Required work => Pick out and copy every line below that has the word "CatalogParse".
::: Extracted records :::
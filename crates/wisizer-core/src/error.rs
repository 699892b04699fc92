// ── Core error types ──
//
// Only hard failures live here. "No good candidate" outcomes (no AP meets
// the density target, no switch fits) are advisories on the result, not
// errors.

use std::path::PathBuf;

use thiserror::Error;

use crate::model::Generation;

/// Unified error type for the core crate.
#[derive(Debug, Error)]
pub enum CoreError {
    // ── Input errors ─────────────────────────────────────────────────
    #[error("Invalid request: {field} {reason}")]
    InvalidRequest { field: String, reason: String },

    #[error("Invalid sizing constant {field}: {reason}")]
    InvalidConstants { field: String, reason: String },

    // ── Catalogue lookups ────────────────────────────────────────────
    #[error("No access point models are catalogued for {generation}")]
    NoApModels { generation: Generation },

    #[error("Access point model not found: {model_id}")]
    ApModelNotFound { model_id: String },

    #[error("Switch model not found: {model_id}")]
    SwitchModelNotFound { model_id: String },

    // ── Provisioning preconditions ───────────────────────────────────
    #[error("Access point {model_id} has no valid PoE draw (got {watts} W)")]
    InvalidPoeDraw { model_id: String, watts: f64 },

    #[error("Access point {model_id} does not describe any wired ports")]
    MissingPorts { model_id: String },

    // ── Catalogue data ───────────────────────────────────────────────
    #[error("Invalid catalogue: {message}")]
    Catalog { message: String },

    #[error("Failed to parse catalogue: {0}")]
    CatalogParse(Box<toml::de::Error>),

    // ── IO / serialization ───────────────────────────────────────────
    #[error("I/O error on {}: {source}", path.display())]
    Io {
        path: PathBuf,
        #[source]
        source: std::io::Error,
    },

    #[error("Serialization error: {0}")]
    Json(#[from] serde_json::Error),
}

impl From<toml::de::Error> for CoreError {
    fn from(err: toml::de::Error) -> Self {
        Self::CatalogParse(Box::new(err))
    }
}

impl CoreError {
    pub(crate) fn catalog(message: impl Into<String>) -> Self {
        Self::Catalog {
            message: message.into(),
        }
    }
}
:::
Answer to this problem =>
    CatalogParse(Box<toml::de::Error>),
        Self::CatalogParse(Box::new(err))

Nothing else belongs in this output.